• [WHAT THE TASK ASKS]: Count up the lines below in which the string "args" appears. The reply should be that number alone.

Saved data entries
━━━━━━━━━━━━━━━━
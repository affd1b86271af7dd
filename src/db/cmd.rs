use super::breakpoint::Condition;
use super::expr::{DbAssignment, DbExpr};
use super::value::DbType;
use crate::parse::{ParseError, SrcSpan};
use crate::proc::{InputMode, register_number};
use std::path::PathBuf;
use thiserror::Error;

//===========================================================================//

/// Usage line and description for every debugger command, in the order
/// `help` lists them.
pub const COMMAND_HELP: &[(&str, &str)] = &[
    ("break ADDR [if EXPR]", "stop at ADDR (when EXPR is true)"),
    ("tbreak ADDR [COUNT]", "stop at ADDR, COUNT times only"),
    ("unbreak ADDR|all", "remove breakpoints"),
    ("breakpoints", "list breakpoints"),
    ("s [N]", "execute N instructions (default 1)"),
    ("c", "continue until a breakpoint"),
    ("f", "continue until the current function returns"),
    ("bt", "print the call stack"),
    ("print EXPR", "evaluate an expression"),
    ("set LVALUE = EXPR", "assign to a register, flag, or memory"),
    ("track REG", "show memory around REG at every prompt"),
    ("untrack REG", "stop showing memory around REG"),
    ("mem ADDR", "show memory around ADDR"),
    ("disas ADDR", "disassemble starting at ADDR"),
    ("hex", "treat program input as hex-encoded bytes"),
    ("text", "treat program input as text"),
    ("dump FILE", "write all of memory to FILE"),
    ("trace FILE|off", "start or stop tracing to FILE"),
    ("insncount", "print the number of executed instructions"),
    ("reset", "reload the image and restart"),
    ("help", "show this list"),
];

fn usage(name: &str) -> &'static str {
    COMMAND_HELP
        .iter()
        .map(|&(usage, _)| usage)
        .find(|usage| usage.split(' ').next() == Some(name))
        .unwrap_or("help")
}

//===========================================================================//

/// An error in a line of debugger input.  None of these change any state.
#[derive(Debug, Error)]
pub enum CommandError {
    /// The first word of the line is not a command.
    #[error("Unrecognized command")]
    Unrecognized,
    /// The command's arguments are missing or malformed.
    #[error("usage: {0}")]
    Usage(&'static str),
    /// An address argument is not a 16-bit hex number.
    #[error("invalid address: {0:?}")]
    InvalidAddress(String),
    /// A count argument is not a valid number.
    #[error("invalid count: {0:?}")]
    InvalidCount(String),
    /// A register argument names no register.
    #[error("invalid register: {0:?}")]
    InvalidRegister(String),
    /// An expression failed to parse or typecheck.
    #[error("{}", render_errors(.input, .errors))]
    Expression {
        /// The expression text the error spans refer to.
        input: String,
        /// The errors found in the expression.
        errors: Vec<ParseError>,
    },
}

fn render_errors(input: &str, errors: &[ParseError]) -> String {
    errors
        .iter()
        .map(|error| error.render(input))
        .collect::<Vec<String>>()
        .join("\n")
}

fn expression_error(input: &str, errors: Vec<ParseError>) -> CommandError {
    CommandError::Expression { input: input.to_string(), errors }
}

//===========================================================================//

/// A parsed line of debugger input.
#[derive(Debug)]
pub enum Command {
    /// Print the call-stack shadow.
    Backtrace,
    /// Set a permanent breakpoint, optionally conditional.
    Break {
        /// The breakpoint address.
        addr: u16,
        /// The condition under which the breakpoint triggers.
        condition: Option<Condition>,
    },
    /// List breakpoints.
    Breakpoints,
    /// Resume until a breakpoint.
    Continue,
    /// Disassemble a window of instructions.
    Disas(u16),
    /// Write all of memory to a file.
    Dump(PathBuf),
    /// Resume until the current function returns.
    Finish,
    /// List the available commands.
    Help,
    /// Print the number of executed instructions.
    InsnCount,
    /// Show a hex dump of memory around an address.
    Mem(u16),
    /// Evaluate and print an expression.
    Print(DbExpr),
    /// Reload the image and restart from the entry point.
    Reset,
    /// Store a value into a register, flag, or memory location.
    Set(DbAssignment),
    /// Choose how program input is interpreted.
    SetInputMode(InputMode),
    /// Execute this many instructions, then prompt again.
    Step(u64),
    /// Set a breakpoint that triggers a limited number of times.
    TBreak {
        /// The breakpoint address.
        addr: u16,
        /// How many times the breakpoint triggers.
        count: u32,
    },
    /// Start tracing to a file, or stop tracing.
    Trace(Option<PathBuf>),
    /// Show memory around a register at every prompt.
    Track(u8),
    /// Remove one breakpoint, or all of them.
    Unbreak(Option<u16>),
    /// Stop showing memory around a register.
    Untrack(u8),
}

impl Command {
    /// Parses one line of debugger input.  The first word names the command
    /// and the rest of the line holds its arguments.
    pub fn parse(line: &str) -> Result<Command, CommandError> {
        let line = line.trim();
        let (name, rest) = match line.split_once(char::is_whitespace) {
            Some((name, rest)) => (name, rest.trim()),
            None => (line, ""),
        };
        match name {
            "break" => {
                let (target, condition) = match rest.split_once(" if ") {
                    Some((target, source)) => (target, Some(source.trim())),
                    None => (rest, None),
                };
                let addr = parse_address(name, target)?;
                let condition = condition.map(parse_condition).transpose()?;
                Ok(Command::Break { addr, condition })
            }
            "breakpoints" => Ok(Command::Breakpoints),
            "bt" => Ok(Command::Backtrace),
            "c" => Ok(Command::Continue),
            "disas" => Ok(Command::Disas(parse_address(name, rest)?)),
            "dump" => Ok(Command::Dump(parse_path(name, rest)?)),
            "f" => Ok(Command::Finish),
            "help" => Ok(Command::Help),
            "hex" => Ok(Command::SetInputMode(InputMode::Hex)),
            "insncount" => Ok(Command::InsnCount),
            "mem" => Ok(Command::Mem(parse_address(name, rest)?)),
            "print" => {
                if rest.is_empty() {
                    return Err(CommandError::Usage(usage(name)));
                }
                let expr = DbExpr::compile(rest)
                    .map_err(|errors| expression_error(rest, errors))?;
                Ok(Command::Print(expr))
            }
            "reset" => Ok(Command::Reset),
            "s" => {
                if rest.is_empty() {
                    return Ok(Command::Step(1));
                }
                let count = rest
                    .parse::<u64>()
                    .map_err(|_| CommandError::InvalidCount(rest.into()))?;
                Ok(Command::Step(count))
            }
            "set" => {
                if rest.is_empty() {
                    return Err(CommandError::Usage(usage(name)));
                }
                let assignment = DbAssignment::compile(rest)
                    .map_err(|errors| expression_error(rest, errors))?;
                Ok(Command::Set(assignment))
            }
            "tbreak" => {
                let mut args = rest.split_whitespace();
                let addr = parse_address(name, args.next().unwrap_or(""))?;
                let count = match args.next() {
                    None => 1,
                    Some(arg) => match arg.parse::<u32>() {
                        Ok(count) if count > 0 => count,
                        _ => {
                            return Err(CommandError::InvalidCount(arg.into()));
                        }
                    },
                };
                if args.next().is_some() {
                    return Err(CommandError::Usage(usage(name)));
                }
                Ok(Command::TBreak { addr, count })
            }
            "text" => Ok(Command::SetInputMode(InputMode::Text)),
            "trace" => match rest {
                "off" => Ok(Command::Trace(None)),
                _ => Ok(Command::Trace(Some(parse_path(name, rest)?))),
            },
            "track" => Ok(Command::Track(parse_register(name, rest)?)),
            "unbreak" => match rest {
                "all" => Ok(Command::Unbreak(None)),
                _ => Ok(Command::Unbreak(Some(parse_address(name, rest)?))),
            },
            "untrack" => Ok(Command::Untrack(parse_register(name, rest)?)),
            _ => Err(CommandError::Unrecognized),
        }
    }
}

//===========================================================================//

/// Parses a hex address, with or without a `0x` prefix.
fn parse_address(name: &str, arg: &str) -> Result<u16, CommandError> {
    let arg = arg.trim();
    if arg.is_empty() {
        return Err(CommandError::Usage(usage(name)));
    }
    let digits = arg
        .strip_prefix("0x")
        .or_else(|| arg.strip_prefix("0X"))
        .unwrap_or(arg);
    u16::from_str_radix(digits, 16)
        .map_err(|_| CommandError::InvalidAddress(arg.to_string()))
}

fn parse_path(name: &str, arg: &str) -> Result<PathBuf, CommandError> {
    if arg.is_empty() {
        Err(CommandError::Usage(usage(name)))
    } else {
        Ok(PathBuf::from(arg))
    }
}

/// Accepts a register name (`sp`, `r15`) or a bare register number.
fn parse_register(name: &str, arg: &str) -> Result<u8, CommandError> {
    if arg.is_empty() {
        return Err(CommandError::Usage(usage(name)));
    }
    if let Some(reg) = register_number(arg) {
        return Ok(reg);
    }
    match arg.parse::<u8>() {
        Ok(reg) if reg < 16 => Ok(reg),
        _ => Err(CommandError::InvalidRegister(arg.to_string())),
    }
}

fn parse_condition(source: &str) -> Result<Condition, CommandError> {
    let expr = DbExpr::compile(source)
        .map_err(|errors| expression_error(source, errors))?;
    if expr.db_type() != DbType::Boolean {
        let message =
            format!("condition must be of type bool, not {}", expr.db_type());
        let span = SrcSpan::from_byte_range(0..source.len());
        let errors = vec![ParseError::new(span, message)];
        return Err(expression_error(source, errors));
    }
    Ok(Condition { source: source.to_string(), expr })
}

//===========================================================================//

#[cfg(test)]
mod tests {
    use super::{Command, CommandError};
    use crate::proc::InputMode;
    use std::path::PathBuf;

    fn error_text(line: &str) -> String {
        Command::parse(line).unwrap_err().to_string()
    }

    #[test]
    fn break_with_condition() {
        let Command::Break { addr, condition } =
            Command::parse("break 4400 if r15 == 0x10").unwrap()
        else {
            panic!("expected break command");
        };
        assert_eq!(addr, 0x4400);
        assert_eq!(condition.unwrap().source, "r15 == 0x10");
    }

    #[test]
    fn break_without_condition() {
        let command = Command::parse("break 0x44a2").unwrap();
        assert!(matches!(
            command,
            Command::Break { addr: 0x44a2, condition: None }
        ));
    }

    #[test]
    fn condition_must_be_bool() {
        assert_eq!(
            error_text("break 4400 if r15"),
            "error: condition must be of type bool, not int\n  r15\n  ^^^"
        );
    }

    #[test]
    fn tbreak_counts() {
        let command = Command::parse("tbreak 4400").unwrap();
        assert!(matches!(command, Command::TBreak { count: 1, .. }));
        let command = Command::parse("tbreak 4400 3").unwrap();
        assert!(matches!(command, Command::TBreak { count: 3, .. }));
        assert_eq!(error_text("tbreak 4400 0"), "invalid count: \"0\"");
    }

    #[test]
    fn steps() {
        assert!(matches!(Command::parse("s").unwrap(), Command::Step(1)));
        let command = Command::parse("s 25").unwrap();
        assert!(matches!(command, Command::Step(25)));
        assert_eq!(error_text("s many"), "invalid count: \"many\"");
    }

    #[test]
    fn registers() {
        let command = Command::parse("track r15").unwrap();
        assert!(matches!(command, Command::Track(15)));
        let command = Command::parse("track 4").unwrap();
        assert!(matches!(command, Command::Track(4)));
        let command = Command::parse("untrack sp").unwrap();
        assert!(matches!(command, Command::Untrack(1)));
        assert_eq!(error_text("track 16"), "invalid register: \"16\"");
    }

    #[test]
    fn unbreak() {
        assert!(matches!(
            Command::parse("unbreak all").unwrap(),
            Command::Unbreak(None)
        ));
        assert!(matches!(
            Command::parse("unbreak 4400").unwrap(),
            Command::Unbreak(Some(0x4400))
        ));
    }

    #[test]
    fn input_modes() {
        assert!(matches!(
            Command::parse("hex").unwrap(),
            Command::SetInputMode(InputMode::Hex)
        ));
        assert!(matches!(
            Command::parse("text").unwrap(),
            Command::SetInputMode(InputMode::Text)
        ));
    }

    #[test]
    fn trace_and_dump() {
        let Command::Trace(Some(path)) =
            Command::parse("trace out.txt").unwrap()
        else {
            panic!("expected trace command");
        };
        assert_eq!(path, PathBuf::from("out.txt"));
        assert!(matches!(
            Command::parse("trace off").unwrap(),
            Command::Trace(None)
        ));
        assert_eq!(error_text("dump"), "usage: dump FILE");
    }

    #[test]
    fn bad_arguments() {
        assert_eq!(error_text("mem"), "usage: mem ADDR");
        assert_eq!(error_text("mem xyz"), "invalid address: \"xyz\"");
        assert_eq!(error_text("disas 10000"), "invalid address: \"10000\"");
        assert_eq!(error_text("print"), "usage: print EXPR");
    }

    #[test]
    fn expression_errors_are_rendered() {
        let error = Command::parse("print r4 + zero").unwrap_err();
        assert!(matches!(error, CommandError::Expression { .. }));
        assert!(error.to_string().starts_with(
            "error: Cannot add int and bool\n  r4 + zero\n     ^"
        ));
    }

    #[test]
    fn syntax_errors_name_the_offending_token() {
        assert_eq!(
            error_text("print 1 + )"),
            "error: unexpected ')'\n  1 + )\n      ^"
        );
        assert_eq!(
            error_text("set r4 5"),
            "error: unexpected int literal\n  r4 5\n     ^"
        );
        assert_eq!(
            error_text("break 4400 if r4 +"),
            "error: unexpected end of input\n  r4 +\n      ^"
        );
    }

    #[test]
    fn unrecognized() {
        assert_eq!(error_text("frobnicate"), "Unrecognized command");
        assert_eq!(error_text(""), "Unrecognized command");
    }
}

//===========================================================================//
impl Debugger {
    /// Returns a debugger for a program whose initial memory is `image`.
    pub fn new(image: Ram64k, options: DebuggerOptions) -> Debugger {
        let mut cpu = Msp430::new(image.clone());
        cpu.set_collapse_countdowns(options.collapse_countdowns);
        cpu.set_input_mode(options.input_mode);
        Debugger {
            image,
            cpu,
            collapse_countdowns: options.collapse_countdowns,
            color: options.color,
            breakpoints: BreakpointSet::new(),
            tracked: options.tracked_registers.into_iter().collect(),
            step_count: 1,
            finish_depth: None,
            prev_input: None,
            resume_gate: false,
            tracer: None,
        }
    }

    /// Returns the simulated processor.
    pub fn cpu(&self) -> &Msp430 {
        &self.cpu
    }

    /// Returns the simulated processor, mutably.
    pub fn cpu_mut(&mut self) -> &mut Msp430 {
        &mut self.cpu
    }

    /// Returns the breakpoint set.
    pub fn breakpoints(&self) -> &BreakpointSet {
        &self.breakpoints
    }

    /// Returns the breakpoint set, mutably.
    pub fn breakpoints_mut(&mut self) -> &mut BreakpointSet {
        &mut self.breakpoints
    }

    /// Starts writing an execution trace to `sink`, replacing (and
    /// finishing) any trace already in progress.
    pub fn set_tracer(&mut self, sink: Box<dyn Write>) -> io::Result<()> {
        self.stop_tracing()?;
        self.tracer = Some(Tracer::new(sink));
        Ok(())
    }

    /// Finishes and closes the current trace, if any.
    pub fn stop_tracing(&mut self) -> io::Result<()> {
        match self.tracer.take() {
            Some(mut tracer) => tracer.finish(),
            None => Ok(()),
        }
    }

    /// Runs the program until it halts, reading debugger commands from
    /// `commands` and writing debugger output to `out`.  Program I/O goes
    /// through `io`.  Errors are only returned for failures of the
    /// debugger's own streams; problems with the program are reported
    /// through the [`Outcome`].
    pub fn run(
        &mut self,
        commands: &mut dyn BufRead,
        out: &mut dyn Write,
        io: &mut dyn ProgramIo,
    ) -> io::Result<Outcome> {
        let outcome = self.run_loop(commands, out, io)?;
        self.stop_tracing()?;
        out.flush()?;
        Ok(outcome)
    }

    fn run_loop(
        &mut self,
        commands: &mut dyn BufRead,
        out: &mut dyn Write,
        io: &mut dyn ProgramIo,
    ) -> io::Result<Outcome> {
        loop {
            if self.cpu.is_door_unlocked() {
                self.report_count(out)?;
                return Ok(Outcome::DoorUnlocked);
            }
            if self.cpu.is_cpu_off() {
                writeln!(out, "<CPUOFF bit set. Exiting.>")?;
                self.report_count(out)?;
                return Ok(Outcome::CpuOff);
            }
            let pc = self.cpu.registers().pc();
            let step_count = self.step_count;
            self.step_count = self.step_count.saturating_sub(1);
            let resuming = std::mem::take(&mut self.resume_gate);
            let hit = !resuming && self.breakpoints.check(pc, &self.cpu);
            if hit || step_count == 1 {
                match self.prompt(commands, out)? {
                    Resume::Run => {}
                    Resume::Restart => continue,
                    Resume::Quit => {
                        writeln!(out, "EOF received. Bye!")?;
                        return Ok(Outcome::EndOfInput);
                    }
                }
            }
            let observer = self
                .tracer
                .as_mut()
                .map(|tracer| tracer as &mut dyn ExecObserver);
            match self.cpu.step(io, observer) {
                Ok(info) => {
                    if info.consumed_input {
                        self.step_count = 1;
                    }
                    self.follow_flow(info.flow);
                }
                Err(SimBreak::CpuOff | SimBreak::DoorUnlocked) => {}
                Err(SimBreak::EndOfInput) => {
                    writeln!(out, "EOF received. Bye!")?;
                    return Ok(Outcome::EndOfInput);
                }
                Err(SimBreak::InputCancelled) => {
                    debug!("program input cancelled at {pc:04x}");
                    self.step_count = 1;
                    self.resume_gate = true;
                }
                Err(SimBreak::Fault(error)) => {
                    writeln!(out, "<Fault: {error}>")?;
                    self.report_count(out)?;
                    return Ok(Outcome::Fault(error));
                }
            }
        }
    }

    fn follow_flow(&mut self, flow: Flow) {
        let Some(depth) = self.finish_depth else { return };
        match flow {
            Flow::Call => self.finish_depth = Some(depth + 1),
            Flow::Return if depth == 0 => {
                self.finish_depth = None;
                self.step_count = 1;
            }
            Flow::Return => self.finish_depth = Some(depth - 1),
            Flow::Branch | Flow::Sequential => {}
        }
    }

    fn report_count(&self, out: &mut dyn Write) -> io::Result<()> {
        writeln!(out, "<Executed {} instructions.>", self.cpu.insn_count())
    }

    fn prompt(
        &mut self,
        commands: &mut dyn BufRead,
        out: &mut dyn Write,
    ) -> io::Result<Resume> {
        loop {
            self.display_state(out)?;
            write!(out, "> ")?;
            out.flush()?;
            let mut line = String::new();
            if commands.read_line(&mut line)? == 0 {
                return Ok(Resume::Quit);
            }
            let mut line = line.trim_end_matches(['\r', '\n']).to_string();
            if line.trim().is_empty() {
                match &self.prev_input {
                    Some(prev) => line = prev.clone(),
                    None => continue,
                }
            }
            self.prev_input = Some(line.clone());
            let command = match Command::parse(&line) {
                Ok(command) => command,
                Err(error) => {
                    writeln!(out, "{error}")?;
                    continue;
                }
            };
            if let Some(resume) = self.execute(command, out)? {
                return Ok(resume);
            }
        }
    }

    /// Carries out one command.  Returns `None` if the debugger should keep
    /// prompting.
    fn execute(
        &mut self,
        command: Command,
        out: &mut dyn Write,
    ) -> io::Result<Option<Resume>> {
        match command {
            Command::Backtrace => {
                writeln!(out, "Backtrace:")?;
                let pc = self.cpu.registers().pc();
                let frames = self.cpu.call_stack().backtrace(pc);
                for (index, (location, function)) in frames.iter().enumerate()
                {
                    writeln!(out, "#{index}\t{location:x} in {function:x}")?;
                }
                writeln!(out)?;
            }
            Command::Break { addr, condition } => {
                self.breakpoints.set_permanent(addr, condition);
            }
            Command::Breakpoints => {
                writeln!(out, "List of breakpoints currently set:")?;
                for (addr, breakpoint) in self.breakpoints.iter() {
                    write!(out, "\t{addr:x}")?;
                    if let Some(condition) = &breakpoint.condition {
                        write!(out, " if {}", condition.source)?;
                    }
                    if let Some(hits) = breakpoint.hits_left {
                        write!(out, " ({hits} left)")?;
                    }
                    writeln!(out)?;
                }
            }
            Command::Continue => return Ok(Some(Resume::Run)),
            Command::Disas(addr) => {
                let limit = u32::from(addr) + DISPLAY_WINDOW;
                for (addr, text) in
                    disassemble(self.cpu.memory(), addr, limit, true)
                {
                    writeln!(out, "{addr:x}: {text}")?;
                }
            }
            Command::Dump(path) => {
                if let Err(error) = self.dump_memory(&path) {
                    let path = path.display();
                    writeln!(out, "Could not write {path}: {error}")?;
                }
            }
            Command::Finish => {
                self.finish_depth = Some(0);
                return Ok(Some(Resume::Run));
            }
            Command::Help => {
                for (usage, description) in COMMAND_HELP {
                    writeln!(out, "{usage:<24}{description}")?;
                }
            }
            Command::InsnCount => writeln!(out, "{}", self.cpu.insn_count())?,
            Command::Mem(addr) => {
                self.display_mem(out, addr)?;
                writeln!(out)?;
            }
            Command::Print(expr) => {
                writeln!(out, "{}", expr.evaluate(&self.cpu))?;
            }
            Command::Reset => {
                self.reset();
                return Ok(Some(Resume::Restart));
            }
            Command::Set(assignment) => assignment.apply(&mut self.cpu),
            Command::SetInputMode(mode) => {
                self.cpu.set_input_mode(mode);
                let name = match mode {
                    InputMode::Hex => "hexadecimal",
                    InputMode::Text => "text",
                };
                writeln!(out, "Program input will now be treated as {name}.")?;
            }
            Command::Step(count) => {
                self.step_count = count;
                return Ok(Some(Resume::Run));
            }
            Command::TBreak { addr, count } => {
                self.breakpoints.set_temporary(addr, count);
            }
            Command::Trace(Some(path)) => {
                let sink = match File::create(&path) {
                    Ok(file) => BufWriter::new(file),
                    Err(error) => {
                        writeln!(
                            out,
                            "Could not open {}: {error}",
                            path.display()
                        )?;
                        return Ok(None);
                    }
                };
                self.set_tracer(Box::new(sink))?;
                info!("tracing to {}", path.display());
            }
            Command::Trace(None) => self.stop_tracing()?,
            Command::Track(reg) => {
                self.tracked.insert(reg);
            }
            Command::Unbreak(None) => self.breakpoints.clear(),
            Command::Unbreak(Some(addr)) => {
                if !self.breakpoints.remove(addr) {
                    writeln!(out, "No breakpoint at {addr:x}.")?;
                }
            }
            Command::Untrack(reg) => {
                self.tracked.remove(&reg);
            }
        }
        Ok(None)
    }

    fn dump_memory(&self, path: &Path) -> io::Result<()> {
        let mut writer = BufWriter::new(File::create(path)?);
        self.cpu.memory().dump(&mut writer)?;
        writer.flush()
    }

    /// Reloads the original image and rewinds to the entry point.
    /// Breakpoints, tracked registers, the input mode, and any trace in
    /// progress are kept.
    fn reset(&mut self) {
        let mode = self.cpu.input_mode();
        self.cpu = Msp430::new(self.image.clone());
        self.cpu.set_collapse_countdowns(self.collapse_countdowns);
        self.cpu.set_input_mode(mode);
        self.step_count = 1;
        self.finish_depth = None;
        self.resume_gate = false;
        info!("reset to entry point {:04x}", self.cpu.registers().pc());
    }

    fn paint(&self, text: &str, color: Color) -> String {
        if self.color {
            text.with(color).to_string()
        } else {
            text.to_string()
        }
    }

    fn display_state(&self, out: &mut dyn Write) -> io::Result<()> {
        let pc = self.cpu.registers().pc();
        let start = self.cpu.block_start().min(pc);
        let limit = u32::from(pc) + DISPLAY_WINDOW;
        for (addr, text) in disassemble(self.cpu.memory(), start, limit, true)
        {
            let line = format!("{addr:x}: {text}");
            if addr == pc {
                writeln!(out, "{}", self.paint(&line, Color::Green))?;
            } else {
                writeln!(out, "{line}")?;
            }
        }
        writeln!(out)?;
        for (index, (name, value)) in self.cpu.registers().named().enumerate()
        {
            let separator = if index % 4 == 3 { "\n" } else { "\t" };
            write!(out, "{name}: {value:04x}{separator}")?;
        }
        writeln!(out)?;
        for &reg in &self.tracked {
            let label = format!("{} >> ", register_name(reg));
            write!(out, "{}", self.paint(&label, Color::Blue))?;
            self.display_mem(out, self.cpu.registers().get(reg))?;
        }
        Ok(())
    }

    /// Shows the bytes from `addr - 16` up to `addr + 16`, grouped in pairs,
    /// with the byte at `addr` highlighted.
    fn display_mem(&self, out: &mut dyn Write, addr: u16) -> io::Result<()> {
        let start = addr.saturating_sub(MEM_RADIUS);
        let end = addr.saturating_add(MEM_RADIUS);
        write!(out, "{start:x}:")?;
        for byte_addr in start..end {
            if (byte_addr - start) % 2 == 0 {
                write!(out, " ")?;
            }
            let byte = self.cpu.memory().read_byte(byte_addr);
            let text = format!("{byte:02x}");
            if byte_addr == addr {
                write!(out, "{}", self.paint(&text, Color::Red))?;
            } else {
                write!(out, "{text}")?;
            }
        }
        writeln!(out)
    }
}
━━━━━━━━━━━━━━━━
• [OUTPUT OF THE EXERCISE]: 4